-
Notifications
You must be signed in to change notification settings - Fork 0
Input Data Format
This page details the required format for the input data used in this R package. The package requires one primary data file (for protein/analyte values) and can optionally accept a second file containing experimental conditions or sample metadata.
The main input is a dataframe containing your protein expression data. The structure must follow these rules:
- Rows: Each row should represent a single protein or analyte.
- Columns: The columns should contain both metadata about the proteins (e.g., Protein ID, Gene Name, UniProt Accession) and the quantitative values for each sample. The column headers for your samples will be used to link to the condition data. Sample columns must come after analyte metadata columns.
Here is a small example of a correctly formatted protein data dataframe.

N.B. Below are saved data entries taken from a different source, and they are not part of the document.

use std::fmt;

use chrono::{DateTime, NaiveDate, Utc};
use serde::{Deserialize, Serialize};

/// The failing grade a student was originally given.
#[derive(Debug, Clone, Copy, PartialEq, Eq, Hash, Serialize, Deserialize)]
pub enum Grade {
    #[serde(rename = "0")]
    Zero,
    /// ร: result withheld.
    #[serde(rename = "ร")]
    Withheld,
    /// มส: not eligible to sit the final (incomplete).
    #[serde(rename = "มส")]
    Incomplete,
}

impl Grade {
    pub const ALL: [Grade; 3] = [Grade::Zero, Grade::Withheld, Grade::Incomplete];

    pub fn as_str(&self) -> &'static str {
        match self {
            Grade::Zero => "0",
            Grade::Withheld => "ร",
            Grade::Incomplete => "มส",
        }
    }

    /// Parses the wire value. Surrounding whitespace is ignored.
    pub fn parse(s: &str) -> Option<Self> {
        let s = s.trim();
        Self::ALL.into_iter().find(|g| g.as_str() == s)
    }
}

impl fmt::Display for Grade {
    fn fmt(&self, f: &mut fmt::Formatter<'_>) -> fmt::Result {
        f.write_str(self.as_str())
    }
}

/// Remediation status of an entry.
///
/// Flows PENDING → RESOLVED → RECORDED, with DELETED as a soft-delete
/// marker reachable from any state that has not been recorded yet.
#[derive(Debug, Clone, Copy, PartialEq, Eq, Hash, Serialize, Deserialize)]
pub enum Status {
    #[serde(rename = "PENDING")]
    Pending,
    #[serde(rename = "RESOLVED")]
    TeacherResolved,
    #[serde(rename = "RECORDED")]
    AdminRecorded,
    #[serde(rename = "DELETED")]
    Deleted,
}

impl Status {
    /// Value stored in the remote document.
    pub fn as_str(&self) -> &'static str {
        match self {
            Status::Pending => "PENDING",
            Status::TeacherResolved => "RESOLVED",
            Status::AdminRecorded => "RECORDED",
            Status::Deleted => "DELETED",
        }
    }

    /// Human-readable label shown in tables.
    pub fn label(&self) -> &'static str {
        match self {
            Status::Pending => "รอแก้ไข",
            Status::TeacherResolved => "ดำเนินการแก้แล้ว",
            Status::AdminRecorded => "บันทึกเข้าระบบแล้ว",
            Status::Deleted => "ถูกลบ",
        }
    }
}

impl fmt::Display for Status {
    fn fmt(&self, f: &mut fmt::Formatter<'_>) -> fmt::Result {
        f.write_str(self.as_str())
    }
}

/// One student's failing-grade remediation record.
#[derive(Debug, Clone, PartialEq, Serialize, Deserialize)]
#[serde(rename_all = "camelCase")]
pub struct Entry {
    pub id: String,
    pub timestamp: DateTime<Utc>,
    pub teacher_name: String,
    pub student_id: String,
    pub student_name: String,
    pub subject: String,
    pub subject_code: String,
    pub grade: Grade,
    pub term: String,
    pub academic_year: String,
    pub status: Status,
    #[serde(default, skip_serializing_if = "Option::is_none")]
    pub resolved_date: Option<NaiveDate>,
    #[serde(default, skip_serializing_if = "Option::is_none")]
    pub new_grade: Option<String>,
    #[serde(default, skip_serializing_if = "Option::is_none")]
    pub note: Option<String>,
}

/// Fields a teacher supplies when filing a failing grade.
#[derive(Debug, Clone, PartialEq, Serialize, Deserialize)]
#[serde(rename_all = "camelCase")]
pub struct EntryDraft {
    pub teacher_name: String,
    pub student_id: String,
    pub student_name: String,
    pub subject: String,
    pub subject_code: String,
    pub grade: Grade,
    pub term: String,
    pub academic_year: String,
}

/// A partial update. Only `Some` fields are written, both locally and remotely.
#[derive(Debug, Clone, Default, PartialEq, Serialize, Deserialize)]
#[serde(rename_all = "camelCase")]
pub struct EntryPatch {
    #[serde(default, skip_serializing_if = "Option::is_none")]
    pub student_id: Option<String>,
    #[serde(default, skip_serializing_if = "Option::is_none")]
    pub student_name: Option<String>,
    #[serde(default, skip_serializing_if = "Option::is_none")]
    pub subject: Option<String>,
    #[serde(default, skip_serializing_if = "Option::is_none")]
    pub subject_code: Option<String>,
    #[serde(default, skip_serializing_if = "Option::is_none")]
    pub grade: Option<Grade>,
    #[serde(default, skip_serializing_if = "Option::is_none")]
    pub term: Option<String>,
    #[serde(default, skip_serializing_if = "Option::is_none")]
    pub academic_year: Option<String>,
    #[serde(default, skip_serializing_if = "Option::is_none")]
    pub status: Option<Status>,
    #[serde(default, skip_serializing_if = "Option::is_none")]
    pub resolved_date: Option<NaiveDate>,
    #[serde(default, skip_serializing_if = "Option::is_none")]
    pub new_grade: Option<String>,
    #[serde(default, skip_serializing_if = "Option::is_none")]
    pub note: Option<String>,
}

impl EntryPatch {
    pub fn status(status: Status) -> Self {
        Self {
            status: Some(status),
            ..Default::default()
        }
    }

    /// True when this patch soft-deletes the entry.
    pub fn is_deletion(&self) -> bool {
        self.status == Some(Status::Deleted)
    }

    pub fn is_empty(&self) -> bool {
        *self == Self::default()
    }

    /// Merges the patch into `entry`, leaving unset fields untouched.
    pub fn apply_to(&self, entry: &mut Entry) {
        fn merge<T: Clone>(slot: &mut T, value: &Option<T>) {
            if let Some(v) = value {
                *slot = v.clone();
            }
        }
        fn merge_opt<T: Clone>(slot: &mut Option<T>, value: &Option<T>) {
            if value.is_some() {
                *slot = value.clone();
            }
        }

        merge(&mut entry.student_id, &self.student_id);
        merge(&mut entry.student_name, &self.student_name);
        merge(&mut entry.subject, &self.subject);
        merge(&mut entry.subject_code, &self.subject_code);
        merge(&mut entry.grade, &self.grade);
        merge(&mut entry.term, &self.term);
        merge(&mut entry.academic_year, &self.academic_year);
        merge(&mut entry.status, &self.status);
        merge_opt(&mut entry.resolved_date, &self.resolved_date);
        merge_opt(&mut entry.new_grade, &self.new_grade);
        merge_opt(&mut entry.note, &self.note);
    }
}

#[cfg(test)]
pub(crate) fn sample_entry(id: &str, timestamp: &str) -> Entry {
    Entry {
        id: id.to_string(),
        timestamp: timestamp.parse().unwrap(),
        teacher_name: "ครูรหัส t1".into(),
        student_id: "12345".into(),
        student_name: "เด็กชายสมชาย ใจดี".into(),
        subject: "คณิตศาสตร์".into(),
        subject_code: "ค21101".into(),
        grade: Grade::Zero,
        term: "1".into(),
        academic_year: "2566".into(),
        status: Status::Pending,
        resolved_date: None,
        new_grade: None,
        note: None,
    }
}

Columns ProteinID and Gene.Name are metadata, while Sample_A,
Sample_B, Sample_C, and Sample_D contain the measurements for each
sample.
| ProteinID | Gene.Name | Description | Sample_A | Sample_B | Sample_C | Sample_D |
|---|---|---|---|---|---|---|
| P12345 | GENEA | Protein A Description | 1.2 | 1.5 | 5.5 | 5.9 |
| P67890 | GENEB | Protein B Description | 2.5 | 2.8 | 6.2 | 6.5 |
| Q54321 | GENEC | Protein C Description | 3.1 | 3.3 | 7.8 | 7.5 |
| Q09876 | GENED | Protein D Description | 4.0 | 4.2 | 8.1 | 8.3 |
Example Protein Data Structure
You can provide an optional second dataframe that describes the experimental conditions for each sample. This file is highly recommended for downstream analysis.
-
Crucial Requirement: This dataframe MUST contain a column
named
SampleID. - The values in the
SampleIDcolumn MUST exactly match the column names of the samples in your protein data file (e.g.,Sample_A,Sample_B, etc.). Rows with SampleIDs missing from the data will be dropped. If SampleIDs are missing in the condition file, a new row with all NA entries will be added. - Other columns can contain any metadata you wish to associate with your samples, such as treatment group, time point, batch, etc.
This is an example of a correctly formatted condition dataframe that corresponds to the protein data example above.
| SampleID | Condition | Timepoint | Batch |
|---|---|---|---|
| Sample_A | Control | 24h | 1 |
| Sample_B | Control | 24h | 1 |
| Sample_C | Treated | 24h | 2 |
| Sample_D | Treated | 24h | 2 |
Example Condition/Metadata Structure
Important: A mismatch in sample names between the protein data
columns and the SampleID column in the condition file will result in
dropped rows or the addition of empty rows. Please ensure they are identical.